Either way, you should see the (St)ealer to have them pull some codes.


----------



## OrlUberOffDriver (Oct 27, 2014)

Turn all accessories off including radio, turn engine off, pull negative off battery. 
Wait 20 minutes, reconnect battery cable.


----------



## henrygates (Mar 29, 2018)

Hit Autozone and have them run a code test, then have them reset the light. Look it up on a Camry forum, because 500 people probably had the same issue. If the light never comes back on, have a beer.


----------



## SurginGeneral (Aug 9, 2017)

henrygates said:


> Hit Autozone and have them run a code test, then have them reset the light. Look it up on a Camry forum, because 500 people probably had the same issue. If the light never comes back on, have a beer.


Best advice here


----------



## SEAL Team 5 (Dec 19, 2015)

Ok, not joking about this one. Toyotas that have a low battery charge tend to throw off false sensor readings especially with stability and traction. Have your battery checked at Autozone. It's free.


----------



## Lissetti (Dec 20, 2016)

Crap I just bought a 2015 Corolla LE Premium. Hope that doesn't apply to my car.


----------



## Grand (Feb 23, 2016)

Be careful of free advice.
A friend had a 10 yo Subaru that would not start. Checked forums and bought a new battery. One week later car would not start. Checked forums and replaced the alternator and recharged battery. Next day car would not start. Went to local mechanic. The 'new battery' was faulty. Replaced battery. All good now ...except the unnecessary cost of an alternator.


----------



## SEAL Team 5 (Dec 19, 2015)

Grand said:


> Be careful of free advice.
> A friend had a 10 yo Subaru that would not start. Checked forums and bought a new battery. One week later car would not start. Checked forums and replaced the alternator and recharged battery. Next day car would not start. Went to local mechanic. The 'new battery' was faulty.
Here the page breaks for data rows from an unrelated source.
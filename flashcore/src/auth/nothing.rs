// SPDX-FileCopyrightText: 2025 The flashcore Authors
// SPDX-License-Identifier: GPL-3.0-or-later

//! Nothing-phone authentication: a feature probe followed by a project
//! verification whose second token is a SHA-256 over token1, project id,
//! serial and a fixed per-project verification constant.

use sha2::{Digest, Sha256};

use crate::auth::{AuthArtifacts, AuthStrategy};
use crate::error::Result;
use crate::event::Events;
use crate::proto::firehose::Firehose;

/// Fixed verification constant shared by all known project ids.
const HASH_VERIFY: &str = "d5f1682ac92d3c8e07b46a95e12d08f3a67c41b9d82e50f7a34c96d1b08e5f42";

/// Device codes known to use [`HASH_VERIFY`].
const PROJECT_IDS: [u32; 3] = [20111, 22111, 23111];

#[derive(Default)]
pub struct NothingAuth;

impl NothingAuth {
    pub fn new() -> Self {
        Self::default()
    }
}

/// token2 = SHA256(token1 || projId || serial_hex || hashverify), hex.
pub fn project_token(token1: &str, project_id: u32, serial_hex: &str) -> String {
    let mut hasher = Sha256::new();
    hasher.update(token1.as_bytes());
    hasher.update(project_id.to_string().as_bytes());
    hasher.update(serial_hex.as_bytes());
    hasher.update(HASH_VERIFY.as_bytes());
    hex::encode(hasher.finalize())
}

impl AuthStrategy for NothingAuth {
    fn name(&self) -> &'static str {
        "nothing"
    }

    fn authenticate(
        &mut self,
        fh: &mut Firehose<'_>,
        artifacts: &AuthArtifacts,
        events: &Events,
    ) -> Result<bool> {
        let Some(serial) = &artifacts.serial else {
            return Ok(false);
        };

        fh.send_element("checkntfeature", &[])?;
        if !fh.await_result()? {
            // Not a Nothing programmer.
            return Ok(false);
        }

        // token1 only needs to be fresh per session; derive it from the
        // serial so the exchange is reproducible.
        let token1 = hex::encode(&Sha256::digest(serial.as_bytes())[..16]);

        for project_id in PROJECT_IDS {
            let token2 = project_token(&token1, project_id, serial);
            fh.send_element(
                "ntprojectverify",
                &[
                    ("token1", token1.clone()),
                    ("token2", token2),
                    ("token3", project_id.to_string()),
                ],
            )?;
            if fh.await_result()? {
                events.info(format!("nothing: project {project_id} verified"));
                return Ok(true);
            }
            events.debug(format!("nothing: project {project_id} rejected"));
        }
        Ok(false)
    }
}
Replaced battery. All good now ...except the unnecessary cost of an alternator.
> 
> View attachment 235933


That's why you take it to Autozone and they'll check your battery, alternator, starter and computer codes for free. Many posts here say to have it checked at Autozone. Can't blame advice if your friend purchased a piece of crap discount battery out of the back of someone's trunk. Autozone will even help you install the new battery.


----------



## Stevie The magic Unicorn (Apr 3, 2018)

SEAL Team 5 said:


> Autozone will even help you install the new battery.


So will a cab driver for $10.

Can't count the number of times i've done that after taking someone on a round trip to walmart or auto zone.


----------